На приглашение отца к столу Феня ответила, что ей надо переодеться, сбросить с себя это тряпье (она так и сказала «тряпье»), и коротко глянула при этом на улыбающегося Авдея, еще не составившего в уме того, что он должен сказать молодой этой женщине, которая вчера еще была девчонкой. Феня потянула Машу Соловьеву, до того не знавшую, куда себя деть, в горницу. Там они были долго, до той поры, пока терпение ожидающих гостей не истощилось и пока заметивший это Леонтий Сидорович не покликал дочь. Феня вышла наконец. И мать, и отец, и даже Павлик увидали вдруг, что их Феня никогда еще не была так хороша, как в эту минуту. Даже подвенечное платье ей так не шло, как эта простенькая белая кофточка с красной юбкой, по которой вроде бы небрежно были разбросаны крупные черные кружочки, с легко повязанным вокруг шеи кисейным, тоже красным, платком. И все это оживляло Фенино лицо и, в свою очередь, оживлялось ее глазами – большими, темно-синими, широко поставленными друг от друга, в которых что-то мерцало и переливалось, а временами вспыхивали напряженно-тревожные огоньки.
– А уж это не Машенька ли Соловьева будет? – спросил Авдей явно для того, чтобы скрыть собственное смущение и восторг перед неожиданной красотою старшей дочери Угрюмовых; он покраснел так, что даже маковка на его голове подрумянилась, и светлые, курчавые волосы не могли скрыть этого.
– Я и есть! – сказала Маша и смело угнездилась по правую его руку, еле сдерживая рвущуюся изнутри радость. Фене это не понравилось, и, стараясь еще в зародыше придавить подымающуюся неприязнь к подруге, она мысленно отчитала себя: «А тебе-то не все ли равно? Замужняя ведь! Пускай Маша сядет, она вон даже пригожей стала, может, приглянется Авдею».
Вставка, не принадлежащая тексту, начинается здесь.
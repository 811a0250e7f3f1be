//! Batch-wide progress accounting.
//!
//! [`ProgressAggregator`] owns the only mutable state shared between workers.
//! Every completed job goes through [`ProgressAggregator::record`], which
//! updates the totals under one lock and hands back an immutable
//! [`BatchSnapshot`] that can be sent anywhere.

use std::sync::{Mutex, PoisonError};
use std::time::{Duration, Instant};

use serde::Serialize;
use tracing::debug;

use crate::job::JobResult;

#[derive(Clone, Debug)]
struct BatchState {
    total_jobs: usize,
    completed_jobs: usize,
    total_input_bytes: u64,
    processed_bytes: u64,
    total_output_bytes: u64,
    started_at: Instant,
}

/// Point-in-time copy of the batch totals.
#[derive(Clone, Debug, PartialEq, Serialize)]
pub struct BatchSnapshot {
    pub total_jobs: usize,
    pub completed_jobs: usize,
    pub total_input_bytes: u64,
    pub processed_bytes: u64,
    pub total_output_bytes: u64,
    pub elapsed: Duration,
    pub fraction_done: f64,
    /// Input bytes consumed per second since the batch started.
    pub throughput: f64,
    /// `None` while throughput is still zero.
    pub eta: Option<Duration>,
}

pub struct ProgressAggregator {
    state: Mutex<BatchState>,
}

impl ProgressAggregator {
    pub fn new(total_jobs: usize, total_input_bytes: u64) -> Self {
        ProgressAggregator::started_at(total_jobs, total_input_bytes, Instant::now())
    }

    pub fn started_at(total_jobs: usize, total_input_bytes: u64, started_at: Instant) -> Self {
        ProgressAggregator {
            state: Mutex::new(BatchState {
                total_jobs,
                completed_jobs: 0,
                total_input_bytes,
                processed_bytes: 0,
                total_output_bytes: 0,
                started_at,
            }),
        }
    }

    pub fn record(&self, result: &JobResult) -> BatchSnapshot {
        let mut state = self.state.lock().unwrap_or_else(PoisonError::into_inner);
        debug_assert!(state.completed_jobs < state.total_jobs, "more results than jobs");
        state.completed_jobs = usize::min(state.completed_jobs + 1, state.total_jobs);
        state.processed_bytes += result.input_bytes;
        if result.is_success() {
            state.total_output_bytes += result.output_bytes;
        }
        if state.processed_bytes > state.total_input_bytes {
            // the source grew between enqueue and encode
            debug!(
                processed = state.processed_bytes,
                total = state.total_input_bytes,
                "input larger than measured at enqueue time");
            state.total_input_bytes = state.processed_bytes;
        }
        snapshot_of(&state, Instant::now())
    }

    pub fn snapshot(&self) -> BatchSnapshot {
        let state = self.state.lock().unwrap_or_else(PoisonError::into_inner);
        snapshot_of(&state, Instant::now())
    }
}

fn snapshot_of(state: &BatchState, now: Instant) -> BatchSnapshot {
    let elapsed = now.saturating_duration_since(state.started_at);
    let throughput = throughput(state.processed_bytes, elapsed);
    BatchSnapshot {
        total_jobs: state.total_jobs,
        completed_jobs: state.completed_jobs,
        total_input_bytes: state.total_input_bytes,
        processed_bytes: state.processed_bytes,
        total_output_bytes: state.total_output_bytes,
        elapsed,
        fraction_done: match state.total_jobs {
            0 => 1.0,
            total => state.completed_jobs as f64 / total as f64,
        },
        throughput,
        eta: estimate_remaining(state.total_input_bytes.saturating_sub(state.processed_bytes), throughput),
    }
}

fn throughput(processed_bytes: u64, elapsed: Duration) -> f64 {
    let secs = elapsed.as_secs_f64();
    if secs > 0.0 {
        processed_bytes as f64 / secs
    } else {
        0.0
    }
}

/// Time left at the given rate; unknown when nothing has been processed yet.
pub fn estimate_remaining(remaining_bytes: u64, throughput: f64) -> Option<Duration> {
    if throughput.is_finite() && throughput > 0.0 {
        Duration::try_from_secs_f64(remaining_bytes as f64 / throughput).ok()
    } else {
        None
    }
}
Авдей между тем начал неназойливо ухаживать за Машей, удивив и ее, и всех Угрюмовых манерой, чуждой завидовцам: попросил у Аграфены Ивановны еще одну тарелку, поставил ее против Маши и ее же вилкой стал накладывать разную еду.
– Это что ж, в городе научился? – спросила Феня и сама удивилась холодку, который был в ее голосе и который наверняка услышали все сидящие за столом.
– В городе, – сказал Авдей и спокойно посмотрел на Феню. – А разве это плохо?
– Мы не знаем, плохо или хорошо. Мы по-нашему, по-завидовски: из общей тарелки. А ты, знать, совсем городским стал. И говоришь не по-нашему, акаешь вон, карова говоришь, а для нас она – корова…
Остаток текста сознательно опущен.